Senator Hawley’s harmful insulin proposal
Not long ago, conservative Republicans opposed ObamaCare’s mandated benefits regulations. They argued that mandates drive up the cost of insurance, forcing insurers to raise premiums and deductibles and narrow their provider networks.
Alas, the era of limited government Republicans is fading. Sen. Josh Hawley (R-Mo.) recently sponsored legislation that would cap consumers’ out-of-pocket monthly insulin expenditures at $25 and ban insurance companies from requiring patients to try less expensive insulin products before paying for newer, exorbitant products. It appears we are all central planners now.
Hawley is right to be concerned about the high price of insulin products. But his legislation would not solve the problem. His proposed cap on monthly expenditures would insulate consumers from the cost of the drug while the pharmaceutical companies continue to exact payment for their medications from the insurance companies. Consumers with little skin in the game have no incentive to be cost-effective. They care less about the high prices of new, innovative products.
Hawley’s bill further ties insurers’ hands by effectively forcing them to cover every new product on the market, even if there are cheaper and equally effective alternatives. But somehow, someone must pay for all of this; ultimately, that will be the patients themselves. Insurance companies will inevitably raise premiums and deductibles and diminish the size and scope of their provider networks.
If Hawley seriously wanted to reduce insulin prices, he would address their root causes. One of them is the onerous FDA regulatory process. As Michael Cannon and I point out in our white paper, the high cost of the FDA’s approval process necessarily leads to higher drug prices. It takes an average of 10.5 years and costs a drug company as much as $2.8 billion to get a drug through the process and bring it to market.
That may help explain why drug makers game the pharmaceutical patent laws that Congress passed to encourage innovation and new product development, enabling them to prolong monopoly pricing.
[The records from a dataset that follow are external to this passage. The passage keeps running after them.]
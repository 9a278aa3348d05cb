//! Strongly typed, zero-cost identifier wrappers.
//!
//! All IDs are `Copy + Ord + Hash` so they can be used as map keys and sorted
//! collection elements without ceremony.  The inner integer is `pub` to allow
//! direct indexing into SoA `Vec`s via `id.0 as usize`, but callers should
//! prefer the `.index()` helpers for clarity.

use std::fmt;

/// Generate a typed ID wrapper around a primitive integer.
macro_rules! typed_id {
    ($(#[$attr:meta])* $vis:vis struct $name:ident($inner:ty);) => {
        $(#[$attr])*
        #[derive(Copy, Clone, PartialEq, Eq, Hash, PartialOrd, Ord, Debug)]
        #[cfg_attr(feature = "serde", derive(serde::Serialize, serde::Deserialize))]
        $vis struct $name(pub $inner);

        impl $name {
            /// Sentinel meaning "no valid ID" — equivalent to the type's MAX.
            pub const INVALID: $name = $name(<$inner>::MAX);

            /// Cast to `usize` for direct use as a `Vec` index.
            #[inline(always)]
            pub fn index(self) -> usize {
                self.0 as usize
            }
        }

        impl Default for $name {
            /// Returns the `INVALID` sentinel so uninitialized IDs are visibly invalid.
            #[inline(always)]
            fn default() -> Self {
                Self::INVALID
            }
        }

        impl fmt::Display for $name {
            fn fmt(&self, f: &mut fmt::Formatter<'_>) -> fmt::Result {
                write!(f, "{}({})", stringify!($name), self.0)
            }
        }

        impl From<$name> for usize {
            #[inline(always)]
            fn from(id: $name) -> usize {
                id.0 as usize
            }
        }

        impl TryFrom<usize> for $name {
            type Error = std::num::TryFromIntError;
            fn try_from(n: usize) -> Result<$name, Self::Error> {
                <$inner>::try_from(n).map($name)
            }
        }
    };
}

typed_id! {
    /// Index of an agent in SoA storage.  Max ~4.3 billion agents.
    pub struct AgentId(u32);
}

typed_id! {
    /// Index into the point-of-interest list used by opportunistic waypoint
    /// assignment.  `u16` keeps POI references compact.
    pub struct PoiId(u16);
}

/// The user-controlled entity.  Index 0 is reserved for it in every SoA
/// array; pairwise collision detection and waypoint wandering skip it.
pub const USER_AGENT: AgentId = AgentId(0);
In 1951, Congress stopped letting drug makers decide which drugs they would sell over the counter and which would require a prescription and turned that decision over to the FDA. Drugs already available without a prescription were “grandfathered.”
That is why, to this day, people can buy regular and NPH insulin without a prescription. Because those forms of insulin are off-patent and because consumers comparison-shop, they are relatively cheap: “ReliOn,” a brand available from Walmart, can cost as little as $25 a vial. Evidence suggests that prescription requirements correlate with higher drug prices and that removing them correlates with reductions in drug prices.
Canada’s socialized health care system does not cover essential medications, so Canadians pay for them out of pocket. Yet Canada allows consumers to purchase any insulin product without a prescription. But Americans even need a prescription to buy lower-priced insulin online from Canadian pharmacies. Many Americans make the trek north and buy insulin directly from Canadian pharmacies. While it is technically illegal for them to bring their purchases home, customs agents rarely check. The Trump administration began letting states import some drugs from Canada for state-based programs in 2020, but insulin was not among the drugs it allowed.
The third-party payment system tends to increase drug prices. Insured consumers, insulated from retail prices, resist efforts by third-party payers to respond to high prices by switching to cheaper drugs or pharmacies because the resulting savings appear to go not to the consumer but to an employer, an insurance company, or the government.
When ObamaCare required insurance companies to pick up the total cost of birth control pills, the share of consumers sensitive to the price of contraceptives plummeted. Once the mandate took full effect, prices climbed rapidly. From 2013 to 2019, birth control pill prices rose nearly three times the price growth rate for other prescription drugs. The same will happen to insulin prices if consumers’ share of the bill is capped at $25.
If Hawley believed in free markets and limited government, he’d work to streamline FDA regulations, reform pharmaceutical patent laws, and eliminate the FDA’s authority to impose prescription requirements on drug manufacturers and consumers. He would fight for Americans to have at least as much freedom to buy insulin as Canadians enjoy. He would fight to remove the remaining restrictions on patients buying lower-priced drugs from across the border. Instead, he chooses to add more mandates to the ones already making quality health care increasingly unaffordable and out of reach.
Jeffrey A. Singer practices general surgery in Phoenix, AZ, and is a senior fellow at the Cato Institute.